Collected data
※

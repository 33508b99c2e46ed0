//! Desktop simulation of the full controller.
//!
//! A background thread plays the sampling interrupt, pushing a synthetic
//! ADC signal into the real lock-free ring while the sampling timer is
//! running. The main thread is the cooperative context: it dispatches the
//! processing task, polls the UDP override socket and fires the watchdog
//! every 100 ms. Station-mode DHCP is simulated with a fixed delay.
//!
//! ```text
//!   [adc thread] ──► SampleRing ──► TaskScheduler ──► LogEngine ──► LogStrip
//!                                        ▲                             ▲
//!   WatchdogTimer (100 ms) ──────────────┘        UDP :7777 ──────────┘
//! ```
//!
//! Run with `RUST_LOG=debug` to see gate transitions and frame pushes.

use std::convert::Infallible;
use std::f32::consts::TAU;
use std::io::ErrorKind;
use std::net::UdpSocket;
use std::sync::atomic::{AtomicBool, Ordering};
use std::thread;
use std::time::{Duration, Instant};

use anyhow::{Context, Result};
use clap::Parser;
use colorchord_embedded::prelude::*;
use embedded_hal::digital::{ErrorType, InputPin, OutputPin};

#[derive(Parser, Debug)]
#[command(name = "host_sim", about = "Run the ColorChord control core against simulated hardware")]
struct Args {
    /// UDP port for the raw LED override server
    #[arg(long, default_value_t = OVERRIDE_UDP_PORT)]
    port: u16,
    /// Input amplitude scale
    #[arg(long, default_value_t = 80)]
    gain: i32,
    /// Number of LEDs on the simulated strip
    #[arg(long, default_value_t = 16)]
    leds: usize,
    /// Output driver: 0 = linear, 1 = all same
    #[arg(long, default_value_t = 0)]
    driver: u8,
    /// Start with the visualization pipeline inactive
    #[arg(long)]
    inactive: bool,
    /// Simulated time until the station acquires an address
    #[arg(long, default_value_t = 1500)]
    dhcp_delay_ms: u64,
    /// Boot as a soft access point instead of a station
    #[arg(long)]
    softap: bool,
    /// Hold the boot button from this point on
    #[arg(long)]
    press_button_ms: Option<u64>,
    /// Stop after this many seconds
    #[arg(long, default_value_t = 5)]
    run_secs: u64,
    /// Simulated ADC sample rate in Hz
    #[arg(long, default_value_t = 16_000)]
    sample_rate: u32,
}

// ── Simulated platform ─────────────────────────────────────────────────────

/// Sampling timer: gates the ADC thread through a shared flag.
struct HostTimer<'a> {
    enabled: &'a AtomicBool,
}

impl SamplingTimer for HostTimer<'_> {
    fn start(&mut self) {
        log::info!("sampling timer started");
        self.enabled.store(true, Ordering::Release);
    }

    fn pause(&mut self) {
        self.enabled.store(false, Ordering::Release);
    }

    fn resume(&mut self) {
        self.enabled.store(true, Ordering::Release);
    }
}

/// Mean-level "analysis": a moving bar for linear mode, a pulse for all-same.
struct LogEngine {
    acc: u64,
    count: u32,
    level: u8,
    leds: Vec<u8>,
}

impl LogEngine {
    fn new(led_count: usize) -> Self {
        LogEngine {
            acc: 0,
            count: 0,
            level: 0,
            leds: vec![0; led_count * 3],
        }
    }
}

impl SampleSink for LogEngine {
    fn push_sample(&mut self, sample: i32) {
        self.acc += sample.unsigned_abs() as u64;
        self.count += 1;
    }
}

impl AnalysisEngine for LogEngine {
    fn handle_frame_info(&mut self) {
        let mean = self.acc / u64::from(self.count.max(1));
        self.level = (mean >> 6).min(255) as u8;
        self.acc = 0;
        self.count = 0;
    }

    fn update_linear_leds(&mut self) {
        let lit = self.leds.len() / 3 * usize::from(self.level) / 255;
        for (i, px) in self.leds.chunks_exact_mut(3).enumerate() {
            let on = if i < lit { self.level } else { 0 };
            px.copy_from_slice(&[on, 0, on / 2]);
        }
    }

    fn update_all_same_leds(&mut self) {
        for px in self.leds.chunks_exact_mut(3) {
            px.copy_from_slice(&[self.level / 2, self.level, 0]);
        }
    }

    fn led_output(&self) -> &[u8] {
        &self.leds
    }
}

/// LED strip that only reports what it was sent.
#[derive(Default)]
struct LogStrip {
    pushes: u64,
}

impl LedDriver for LogStrip {
    fn push(&mut self, pixels: &[u8], mode: LedDriverMode) {
        self.pushes += 1;
        log::debug!(
            "strip push #{} ({} bytes, mode {}): {:02x?}",
            self.pushes,
            pixels.len(),
            mode.0,
            &pixels[..pixels.len().min(9)]
        );
    }
}

struct HostServices {
    booted: Instant,
    dhcp_delay: Duration,
    softap: bool,
    idle_ticks: u64,
    timed_ticks: u64,
}

impl CommonServices for HostServices {
    fn tick(&mut self, kind: TickKind) {
        match kind {
            TickKind::Idle => self.idle_ticks += 1,
            TickKind::Timed => self.timed_ticks += 1,
        }
    }

    fn has_ip(&self) -> bool {
        self.softap || self.booted.elapsed() >= self.dhcp_delay
    }
}

/// Records the power request; the main loop ends the run on the next pass.
struct HostPower {
    requested: Option<PowerAction>,
}

impl PowerControl for HostPower {
    fn reset_cause(&self) -> ResetCause {
        ResetCause::PowerOn
    }

    fn deep_sleep(&mut self, ms: u32, radio: WakeRadio) {
        self.requested = Some(PowerAction::DeepSleep { ms, radio });
    }

    fn restart(&mut self) {
        self.requested = Some(PowerAction::Restart);
    }
}

/// Boot button that reads pressed after a fixed time.
struct TimedButton {
    booted: Instant,
    press_at: Option<Duration>,
}

impl ErrorType for TimedButton {
    type Error = Infallible;
}

impl InputPin for TimedButton {
    fn is_high(&mut self) -> Result<bool, Infallible> {
        self.is_low().map(|low| !low)
    }

    fn is_low(&mut self) -> Result<bool, Infallible> {
        Ok(self.press_at.is_some_and(|at| self.booted.elapsed() >= at))
    }
}

struct AudioPowerPin;

impl ErrorType for AudioPowerPin {
    type Error = Infallible;
}

impl OutputPin for AudioPowerPin {
    fn set_low(&mut self) -> Result<(), Infallible> {
        log::info!("audio circuit power off");
        Ok(())
    }

    fn set_high(&mut self) -> Result<(), Infallible> {
        log::info!("audio circuit power on");
        Ok(())
    }
}

/// Host flash accepts whichever map is offered first.
struct HostFlash;

impl PartitionRegistrar for HostFlash {
    fn register(&mut self, _map: &PartitionMap) -> bool {
        true
    }
}

/// Nonblocking UDP socket on the requested port.
struct HostUdp {
    port: u16,
    socket: Option<UdpSocket>,
}

impl OverrideServer for HostUdp {
    type Error = std::io::Error;

    fn bind(&mut self, port: u16) -> Result<(), std::io::Error> {
        if port != self.port {
            log::info!("override server moved from UDP {} to {}", port, self.port);
        }
        let socket = UdpSocket::bind(("0.0.0.0", self.port))?;
        socket.set_nonblocking(true)?;
        self.socket = Some(socket);
        Ok(())
    }
}

// ── Sampling "interrupt" ───────────────────────────────────────────────────

/// Push a 220 Hz tone riding on a mid-scale bias, in 1 ms bursts.
fn adc_thread(mut tx: Producer<'_, RawSample, SAMPLE_RING_SLOTS>, rate: u32, enabled: &AtomicBool, running: &AtomicBool) {
    let per_ms = (rate / 1000).max(1);
    let mut phase = 0.0f32;
    let step = TAU * 220.0 / rate as f32;

    while running.load(Ordering::Acquire) {
        if enabled.load(Ordering::Acquire) {
            for _ in 0..per_ms {
                let v = 512.0 + 300.0 * phase.sin();
                // Full ring: the sample is dropped and counted.
                let _ = tx.push(v as RawSample);
                phase = (phase + step) % TAU;
            }
        }
        thread::sleep(Duration::from_millis(1));
    }
}

fn main() -> Result<()> {
    env_logger::Builder::from_env(env_logger::Env::default().default_filter_or("info")).init();
    let args = Args::parse();

    let settings = Settings {
        initial_amp: args.gain,
        output_driver: OutputDriver::from_raw(args.driver),
        led_driver_mode: LedDriverMode(0),
        led_count: args.leds,
        colorchord_active: !args.inactive,
    };
    log::info!("settings: {:?}", settings);

    let booted_at = Instant::now();
    let enabled = AtomicBool::new(false);
    let running = AtomicBool::new(true);
    let mut timer = HostTimer { enabled: &enabled };
    let mut udp = HostUdp {
        port: args.port,
        socket: None,
    };
    let mut power = HostPower { requested: None };
    let wifi = if args.softap { WifiMode::SoftAp } else { WifiMode::Station };

    let Booted {
        mut ctx, mut scheduler, ..
    } = match boot(&mut HostFlash, &mut AudioPowerPin, &mut udp, wifi, &power, &mut timer) {
        Ok(b) => b,
        Err(e) => halt_forever(e, |s| {
            eprint!("{}", s);
            thread::sleep(Duration::from_secs(1));
        }),
    };
    let socket = udp.socket.context("override socket missing after boot")?;

    let mut ring: SampleRing<RawSample, SAMPLE_RING_SLOTS> = SampleRing::new();
    let (tx, mut rx) = ring.split();
    let mut engine = LogEngine::new(settings.led_count);
    let mut strip = LogStrip::default();
    let mut services = HostServices {
        booted: booted_at,
        dhcp_delay: Duration::from_millis(args.dhcp_delay_ms),
        softap: args.softap,
        idle_ticks: 0,
        timed_ticks: 0,
    };
    let mut watchdog = WatchdogTimer::new(TimedButton {
        booted: booted_at,
        press_at: args.press_button_ms.map(Duration::from_millis),
    });
    let mut net = NetworkOverride::new();
    let mut datagram = [0u8; OVERRIDE_MAX_FRAME + 1];

    let deadline = booted_at + Duration::from_secs(args.run_secs);
    let period = Duration::from_millis(u64::from(WATCHDOG_PERIOD_MS));
    let mut next_watchdog = Instant::now() + period;

    thread::scope(|s| -> Result<()> {
        s.spawn(|| adc_thread(tx, args.sample_rate, &enabled, &running));

        let result = (|| -> Result<()> {
            while Instant::now() < deadline {
                let mut io = Io {
                    source: &mut rx,
                    engine: &mut engine,
                    leds: &mut strip,
                    timer: &mut timer,
                    services: &mut services,
                };
                scheduler.run_pending(&mut ctx, &settings, &mut io);

                match socket.recv_from(&mut datagram) {
                    Ok((n, from)) => {
                        log::debug!("override datagram from {}", from);
                        net.on_datagram(&datagram[..n], settings.led_driver_mode, &mut strip);
                    }
                    Err(e) if e.kind() == ErrorKind::WouldBlock => {}
                    Err(e) => return Err(e).context("override socket receive"),
                }

                if Instant::now() >= next_watchdog {
                    next_watchdog += period;
                    watchdog.fire(&mut ctx, &mut services, &mut timer, &rx, &mut power);
                    if let Some(action) = power.requested {
                        log::warn!("simulated {:?}: ending run", action);
                        break;
                    }
                }

                thread::sleep(Duration::from_millis(1));
            }
            Ok(())
        })();

        running.store(false, Ordering::Release);
        result
    })?;

    log::info!(
        "done: {} task runs, {} frames pushed, {} override datagrams, {} idle / {} timed ticks, {} samples dropped",
        scheduler.dispatched(),
        ctx.output.frames_pushed(),
        net.forwarded(),
        services.idle_ticks,
        services.timed_ticks,
        rx.overruns()
    );
    Ok(())
}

※

- **Problem**:
Every line in the data that holds "LedDriverMode" should be copied out.

- **Response to the task**:
    fn push(&mut self, pixels: &[u8], mode: LedDriverMode) {
        led_driver_mode: LedDriverMode(0),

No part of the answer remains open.